Copy out each line of the material in which the word "Config" can be found.
-------- DATA TO USE
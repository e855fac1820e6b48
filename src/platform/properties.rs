//! User-supplied processor parameters
//!
//! Parameters arrive as a flat JSON object (`{"smooth": false}`) and/or as
//! `key=value` pairs from the command line. Everything is kept as strings
//! here; typing and validation happen in `OperatorPropertyReader`.

use super::error::{ProcessorError, Result};
use std::collections::HashMap;
use std::path::Path;

/// User-set parameter values, keyed by property name
#[derive(Debug, Clone, Default, PartialEq)]
pub struct ParameterSet {
    values: HashMap<String, String>,
}

impl ParameterSet {
    pub fn new() -> Self {
        Self::default()
    }

    /// Parse a flat JSON object of parameters
    ///
    /// Strings, numbers and booleans are accepted; arrays are joined with
    /// commas (used for multi-choice options such as `columns`). Nested
    /// objects and nulls are ignored.
    pub fn from_json_str(json: &str) -> Result<Self> {
        let map: serde_json::Map<String, serde_json::Value> = serde_json::from_str(json)?;

        let mut values = HashMap::new();
        for (key, value) in map {
            let value_str = match value {
                serde_json::Value::String(s) => s,
                serde_json::Value::Number(n) => n.to_string(),
                serde_json::Value::Bool(b) => b.to_string(),
                serde_json::Value::Array(items) => items
                    .iter()
                    .filter_map(|v| match v {
                        serde_json::Value::String(s) => Some(s.clone()),
                        serde_json::Value::Number(n) => Some(n.to_string()),
                        _ => None,
                    })
                    .collect::<Vec<_>>()
                    .join(","),
                _ => {
                    tracing::warn!("Ignoring parameter '{}': unsupported value type", key);
                    continue;
                }
            };
            values.insert(key, value_str);
        }

        Ok(Self { values })
    }

    /// Load parameters from a JSON file
    pub fn from_json_file(path: &Path) -> Result<Self> {
        let json = std::fs::read_to_string(path).map_err(|e| {
            ProcessorError::Config(format!(
                "Failed to read parameter file '{}': {}",
                path.display(),
                e
            ))
        })?;
        Self::from_json_str(&json)
    }

    /// Parse `key=value` pairs
    pub fn from_pairs<S: AsRef<str>>(pairs: &[S]) -> Result<Self> {
        let mut values = HashMap::new();
        for pair in pairs {
            let pair = pair.as_ref();
            let (key, value) = pair.split_once('=').ok_or_else(|| {
                ProcessorError::Config(format!("Expected key=value, got '{}'", pair))
            })?;
            let key = key.trim();
            if key.is_empty() {
                return Err(ProcessorError::Config(format!(
                    "Empty parameter name in '{}'",
                    pair
                )));
            }
            values.insert(key.to_string(), value.trim().to_string());
        }
        Ok(Self { values })
    }

    /// Set a single parameter
    pub fn set(&mut self, name: impl Into<String>, value: impl Into<String>) {
        self.values.insert(name.into(), value.into());
    }

    /// Overlay another set on top of this one (the other set wins)
    pub fn merge(mut self, other: ParameterSet) -> Self {
        self.values.extend(other.values);
        self
    }

    /// Get raw parameter value (None if not set or empty)
    pub fn get_raw(&self, name: &str) -> Option<&str> {
        self.values
            .get(name)
            .map(|v| v.as_str())
            .filter(|v| !v.is_empty()) // Empty string = not set
    }

    pub fn len(&self) -> usize {
        self.values.len()
    }

    pub fn is_empty(&self) -> bool {
        self.values.is_empty()
    }
}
----------------
*FINAL ANSWER*
            ProcessorError::Config(format!(
                ProcessorError::Config(format!("Expected key=value, got '{}'", pair))
                return Err(ProcessorError::Config(format!(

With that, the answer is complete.